Segment Start: Input records
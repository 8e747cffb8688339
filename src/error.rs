//! Error types surfaced by the public API.

use thiserror::Error;

/// Failure while spelling a value.
///
/// Spelling is a pure function: neither variant is transient, so callers
/// should never retry.
#[derive(Debug, Clone, PartialEq, Eq, Error)]
pub enum SpellError {
    /// The value could not be coerced to a finite number.
    #[error("invalid input '{input}': expected a number or numeric string")]
    InvalidInput { input: String },

    /// The integer part is at or beyond the lexicon's magnitude ceiling.
    #[error("magnitude {magnitude} is out of range (must be below {limit})")]
    MagnitudeOutOfRange { magnitude: u128, limit: u64 },
}

impl SpellError {
    pub(crate) fn invalid(input: impl Into<String>) -> Self {
        SpellError::InvalidInput { input: input.into() }
    }
}

/// A [`crate::Lexicon`] definition that violates a table invariant.
#[derive(Debug, Clone, PartialEq, Eq, Error)]
pub enum LexiconError {
    #[error("tier values must be strictly increasing and non-zero (found {value} after {previous})")]
    UnorderedTiers { previous: u64, value: u64 },

    #[error("required tier {0} is missing")]
    MissingTier(u64),

    #[error("digit word for {value} ('{digit}') disagrees with its tier word ('{tier}')")]
    DigitTierMismatch { value: u64, digit: String, tier: String },

    #[error("empty word for {0}")]
    EmptyWord(&'static str),

    #[error("magnitude ceiling overflows: largest tier {0} times ten exceeds u64")]
    CeilingOverflow(u64),
}

#[cfg(test)]
mod tests {
    use super::*;

    #[test]
    fn error_display() {
        assert_eq!(
            SpellError::invalid("abc").to_string(),
            "invalid input 'abc': expected a number or numeric string"
        );
        assert_eq!(
            SpellError::MagnitudeOutOfRange { magnitude: 10_000_000_000, limit: 10_000_000_000 }.to_string(),
            "magnitude 10000000000 is out of range (must be below 10000000000)"
        );
        assert_eq!(LexiconError::MissingTier(20).to_string(), "required tier 20 is missing");
    }
}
Segment End: Input records
## Task objective
Lines with the word "SpellError": copy each one from the data above.

## Exercise result
pub enum SpellError {
impl SpellError {
        SpellError::InvalidInput { input: input.into() }
            SpellError::invalid("abc").to_string(),
            SpellError::MagnitudeOutOfRange { magnitude: 10_000_000_000, limit: 10_000_000_000 }.to_string(),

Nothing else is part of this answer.